The plan proposes two new higher-density areas, where increased building heights would be permitted, alongside an easier consenting pathway for well-designed developments.

(Nelson Mail, 20 September 2023)

Springs get high legal protection

Te Waikoropupū Springs in Golden Bay has received the highest level of legal protection from human-induced pollution.

Environment Minister David Parker announced yesterday that Te Waikoropupū, the country’s largest freshwater springs with the second clearest water after the Blue Lake in the Nelson Lakes National Park, would be protected with a water conservation order (WCO).

The order, that was gazetted yesterday, will put restrictions on activities that contribute to pollution of the springs and its surrounding waters, including conditions on nitrate levels. It ends a 10-year battle for the order, first lodged by local iwi Ngāti Tama ki Te Waipounamu Trust and long-time Tākaka Valley resident Andrew Yuill in 2013.

(Nelson Mail, 22 September 2023)

How much of a risk are Nelson’s sawdust dumps?

The risk that Nelson’s four recently identified historic sawdust dump sites pose to the public depend on the sites’ exposure pathways, a senior lecturer in environmental health and toxicology says.

The Nelson City Council has confirmed it will be testing a further four sites in Nelson where sawdust was historically dumped for toxins as soon as possible.

The areas to be tested are located at the Trafalgar Park embankment, Corder Park, Miyazu Reserve and Queen Elizabeth II Reserve.

(Nelson Mail, 22 September 2023)

Millions needed to make Dovedale’s water safe

Millions of dollars will have to be spent to bring small rural water supplies that serve just a few hundred people up to regulation in the Tasman district.

The small village of Dovedale has been on a permanent boil water notice for more than three decades, but $6 million is needed to find a new water source and for treatment plant upgrades.

Mike Schruer, Tasman District Council’s waters and waste manager, said they’ve had treatment plant upgrades on their books for the past 10-15 years.

(Nelson Mail, 22 September 2023)

Extensive makeover for Nelson’s Bridge St entering design phase

Nelson’s Bridge St is lining up for an extreme makeover, but just what the final look will be is open for debate.

On Thursday the Nelson City Council announced that an “extended programme of community engagement” is starting for the major inner-city project.

The Government has committed $36.4 million from the Infrastructure Acceleration Fund, and the council has committed $32m to the “Bridge to Better” project.

“Council may need to consider bringing forward and refining existing budgets in the Long Term Plan 2024-34 to progress the work and to consider increased construction costs of up to $12m,” the statement released on Thursday said.

(Nelson Mail, 23 September 2023)

Langford’s Store fundraising drive surpasses its target

A crowdfunding campaign to keep Golden Bay’s historic Langford’s Store open this summer as its owner deals with breast cancer has passed its target.
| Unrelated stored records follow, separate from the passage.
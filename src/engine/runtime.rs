// src/engine/runtime.rs

use std::fmt;

use tokio::sync::mpsc;
use tracing::{debug, info};

use crate::errors::Result;
use crate::exec::{Spawner, Timer};

use super::controller::ProcessController;
use super::{RuntimeCommand, RuntimeOptions};

/// Drives one [`ProcessController`] in response to [`RuntimeCommand`]s and
/// the controller's own events.
///
/// The controller holds all lifecycle semantics; this struct only does the
/// async plumbing: waiting on the command channel and the controller's event
/// queue, and deciding when there is nothing left to supervise.
pub struct ScriptRuntime<S: Spawner, T: Timer> {
    controller: ProcessController<S, T>,
    command_rx: mpsc::Receiver<RuntimeCommand>,
    options: RuntimeOptions,
}

impl<S: Spawner, T: Timer> fmt::Debug for ScriptRuntime<S, T> {
    fn fmt(&self, f: &mut fmt::Formatter<'_>) -> fmt::Result {
        f.debug_struct("ScriptRuntime")
            .field("controller", &self.controller)
            .field("options", &self.options)
            .finish_non_exhaustive()
    }
}

impl<S: Spawner, T: Timer> ScriptRuntime<S, T> {
    pub fn new(
        controller: ProcessController<S, T>,
        command_rx: mpsc::Receiver<RuntimeCommand>,
        options: RuntimeOptions,
    ) -> Self {
        Self {
            controller,
            command_rx,
            options,
        }
    }

    /// Main loop.
    ///
    /// - Starts the script.
    /// - Applies controller events and commands as they arrive.
    /// - On `Shutdown` (or a closed command channel) stops the script and
    ///   keeps going until its exit has been reported.
    ///
    /// Returns the controller so callers can inspect the final state.
    pub async fn run(mut self) -> Result<ProcessController<S, T>> {
        let script = self.controller.path().display().to_string();
        info!(%script, "script runtime started");

        self.controller.start();
        let mut shutting_down = false;

        loop {
            if self.is_settled(shutting_down) {
                break;
            }

            tokio::select! {
                command = self.command_rx.recv(), if !shutting_down => {
                    match command {
                        Some(command) => {
                            debug!(%script, ?command, "runtime received command");
                            shutting_down = self.execute_command(command);
                        }
                        None => {
                            info!(%script, "command channel closed; shutting down");
                            self.controller.stop();
                            shutting_down = true;
                        }
                    }
                }
                () = self.controller.turn() => {}
            }
        }

        info!(%script, state = %self.controller.state(), "script runtime exiting");
        Ok(self.controller)
    }

    /// Execute a single command. Returns true when shutdown was requested.
    fn execute_command(&mut self, command: RuntimeCommand) -> bool {
        match command {
            RuntimeCommand::Start => {
                self.controller.start();
                false
            }
            RuntimeCommand::Stop => {
                self.controller.stop();
                false
            }
            RuntimeCommand::Shutdown => {
                self.controller.stop();
                true
            }
        }
    }

    fn is_settled(&self, shutting_down: bool) -> bool {
        let idle = !self.controller.running()
            && !self.controller.has_live_process()
            && (self.controller.exit_notified() || self.controller.pid().is_none());
        idle && (shutting_down || self.options.exit_when_idle)
    }
}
The PledgeMe campaign to support store owner Sukhita Langford reached $39,510 when it closed on Thursday afternoon. It had a minimum target of $35,000. The money will allow Langford to employ a family friend to run the popular 95-year-old store in Bainham with her husband as she recovers from surgery and decides on the next step of her treatment. Langford said she had been blown away by the donations from almost 400 people. She was aiming to reopen the store for summer at Labour Weekend, but it would be operating on reduced hours.